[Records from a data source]
■ ■ ■ ■ ■ ■ ■
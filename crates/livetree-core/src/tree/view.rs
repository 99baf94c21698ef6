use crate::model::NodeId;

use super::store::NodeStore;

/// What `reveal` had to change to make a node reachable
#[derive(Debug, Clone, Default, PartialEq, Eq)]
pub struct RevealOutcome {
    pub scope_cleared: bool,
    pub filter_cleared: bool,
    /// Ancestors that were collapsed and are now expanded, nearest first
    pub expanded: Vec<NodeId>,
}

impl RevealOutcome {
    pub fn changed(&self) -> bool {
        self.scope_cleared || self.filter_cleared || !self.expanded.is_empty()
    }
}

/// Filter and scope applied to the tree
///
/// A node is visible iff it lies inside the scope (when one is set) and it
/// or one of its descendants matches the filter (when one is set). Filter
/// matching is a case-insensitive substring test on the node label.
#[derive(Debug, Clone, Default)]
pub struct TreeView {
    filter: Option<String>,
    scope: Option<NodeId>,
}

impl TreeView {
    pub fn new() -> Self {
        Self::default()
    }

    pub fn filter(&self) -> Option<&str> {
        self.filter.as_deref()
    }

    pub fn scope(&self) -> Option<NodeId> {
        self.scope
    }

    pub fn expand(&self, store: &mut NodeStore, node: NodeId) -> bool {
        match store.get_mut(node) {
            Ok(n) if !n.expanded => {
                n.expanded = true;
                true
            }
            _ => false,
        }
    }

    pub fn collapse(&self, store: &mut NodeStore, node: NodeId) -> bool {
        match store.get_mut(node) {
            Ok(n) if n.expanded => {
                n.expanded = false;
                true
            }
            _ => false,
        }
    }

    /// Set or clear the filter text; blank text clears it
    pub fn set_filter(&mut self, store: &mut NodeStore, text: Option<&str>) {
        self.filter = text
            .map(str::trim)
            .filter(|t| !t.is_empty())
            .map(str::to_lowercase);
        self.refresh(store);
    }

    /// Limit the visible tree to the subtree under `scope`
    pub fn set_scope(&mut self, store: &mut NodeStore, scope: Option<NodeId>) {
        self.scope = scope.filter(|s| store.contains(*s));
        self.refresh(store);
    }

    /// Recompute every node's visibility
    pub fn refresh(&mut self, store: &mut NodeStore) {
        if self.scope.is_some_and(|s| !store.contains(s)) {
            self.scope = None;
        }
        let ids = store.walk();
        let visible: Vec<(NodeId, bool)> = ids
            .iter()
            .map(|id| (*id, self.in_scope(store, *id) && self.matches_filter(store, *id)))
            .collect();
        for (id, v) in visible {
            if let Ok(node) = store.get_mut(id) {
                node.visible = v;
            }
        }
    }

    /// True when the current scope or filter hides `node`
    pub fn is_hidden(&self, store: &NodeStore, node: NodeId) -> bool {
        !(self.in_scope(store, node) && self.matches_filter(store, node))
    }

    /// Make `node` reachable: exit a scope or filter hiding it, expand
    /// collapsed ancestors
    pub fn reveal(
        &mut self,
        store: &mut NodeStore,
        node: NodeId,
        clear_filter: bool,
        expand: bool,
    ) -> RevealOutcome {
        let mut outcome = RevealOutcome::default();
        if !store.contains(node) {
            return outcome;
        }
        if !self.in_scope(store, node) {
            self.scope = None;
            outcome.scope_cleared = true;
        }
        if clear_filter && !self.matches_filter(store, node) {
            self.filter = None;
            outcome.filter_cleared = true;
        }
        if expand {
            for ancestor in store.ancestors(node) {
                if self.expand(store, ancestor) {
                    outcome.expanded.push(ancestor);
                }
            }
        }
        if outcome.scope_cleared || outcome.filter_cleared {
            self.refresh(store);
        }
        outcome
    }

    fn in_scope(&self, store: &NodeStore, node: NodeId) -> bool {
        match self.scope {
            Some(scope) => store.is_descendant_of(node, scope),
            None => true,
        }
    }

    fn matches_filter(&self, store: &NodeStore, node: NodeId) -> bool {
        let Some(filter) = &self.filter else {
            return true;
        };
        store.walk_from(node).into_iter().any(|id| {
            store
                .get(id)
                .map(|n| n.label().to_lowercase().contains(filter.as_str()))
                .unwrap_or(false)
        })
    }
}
■ ■ ■ ■ ■ ■ ■
Transcribe each entry precisely, missing none.

RESPONSE AREA:
filename crates/livetree-core/src/tree/view.rs
repository 99baf94c21698ef6
use crate::model::NodeId;

use super::store::NodeStore;

/// What `reveal` had to change to make a node reachable
#[derive(Debug, Clone, Default, PartialEq, Eq)]
pub struct RevealOutcome {
    pub scope_cleared: bool,
    pub filter_cleared: bool,
    /// Ancestors that were collapsed and are now expanded, nearest first
    pub expanded: Vec<NodeId>,
}

impl RevealOutcome {
    pub fn changed(&self) -> bool {
        self.scope_cleared || self.filter_cleared || !self.expanded.is_empty()
    }
}

/// Filter and scope applied to the tree
///
/// A node is visible iff it lies inside the scope (when one is set) and it
/// or one of its descendants matches the filter (when one is set). Filter
/// matching is a case-insensitive substring test on the node label.
#[derive(Debug, Clone, Default)]
pub struct TreeView {
    filter: Option<String>,
    scope: Option<NodeId>,
}

impl TreeView {
    pub fn new() -> Self {
        Self::default()
    }

    pub fn filter(&self) -> Option<&str> {
        self.filter.as_deref()
    }

    pub fn scope(&self) -> Option<NodeId> {
        self.scope
    }

    pub fn expand(&self, store: &mut NodeStore, node: NodeId) -> bool {
        match store.get_mut(node) {
            Ok(n) if !n.expanded => {
                n.expanded = true;
                true
            }
            _ => false,
        }
    }

    pub fn collapse(&self, store: &mut NodeStore, node: NodeId) -> bool {
        match store.get_mut(node) {
            Ok(n) if n.expanded => {
                n.expanded = false;
                true
            }
            _ => false,
        }
    }

    /// Set or clear the filter text; blank text clears it
    pub fn set_filter(&mut self, store: &mut NodeStore, text: Option<&str>) {
        self.filter = text
            .map(str::trim)
            .filter(|t| !t.is_empty())
            .map(str::to_lowercase);
        self.refresh(store);
    }

    /// Limit the visible tree to the subtree under `scope`
    pub fn set_scope(&mut self, store: &mut NodeStore, scope: Option<NodeId>) {
        self.scope = scope.filter(|s| store.contains(*s));
        self.refresh(store);
    }

    /// Recompute every node's visibility
    pub fn refresh(&mut self, store: &mut NodeStore) {
        if self.scope.is_some_and(|s| !store.contains(s)) {
            self.scope = None;
        }
        let ids = store.walk();
        let visible: Vec<(NodeId, bool)> = ids
            .iter()
            .map(|id| (*id, self.in_scope(store, *id) && self.matches_filter(store, *id)))
            .collect();
        for (id, v) in visible {
            if let Ok(node) = store.get_mut(id) {
                node.visible = v;
            }
        }
    }

    /// True when the current scope or filter hides `node`
    pub fn is_hidden(&self, store: &NodeStore, node: NodeId) -> bool {
        !(self.in_scope(store, node) && self.matches_filter(store, node))
    }

    /// Make `node` reachable: exit a scope or filter hiding it, expand
    /// collapsed ancestors
    pub fn reveal(
        &mut self,
        store: &mut NodeStore,
        node: NodeId,
        clear_filter: bool,
        expand: bool,
    ) -> RevealOutcome {
        let mut outcome = RevealOutcome::default();
        if !store.contains(node) {
            return outcome;
        }
        if !self.in_scope(store, node) {
            self.scope = None;
            outcome.scope_cleared = true;
        }
        if clear_filter && !self.matches_filter(store, node) {
            self.filter = None;
            outcome.filter_cleared = true;
        }
        if expand {
            for ancestor in store.ancestors(node) {
                if self.expand(store, ancestor) {
                    outcome.expanded.push(ancestor);
                }
            }
        }
        if outcome.scope_cleared || outcome.filter_cleared {
            self.refresh(store);
        }
        outcome
    }

    fn in_scope(&self, store: &NodeStore, node: NodeId) -> bool {
        match self.scope {
            Some(scope) => store.is_descendant_of(node, scope),
            None => true,
        }
    }

    fn matches_filter(&self, store: &NodeStore, node: NodeId) -> bool {
        let Some(filter) = &self.filter else {
            return true;
        };
        store.walk_from(node).into_iter().any(|id| {
            store
                .get(id)
                .map(|n| n.label().to_lowercase().contains(filter.as_str()))
                .unwrap_or(false)
        })
    }
}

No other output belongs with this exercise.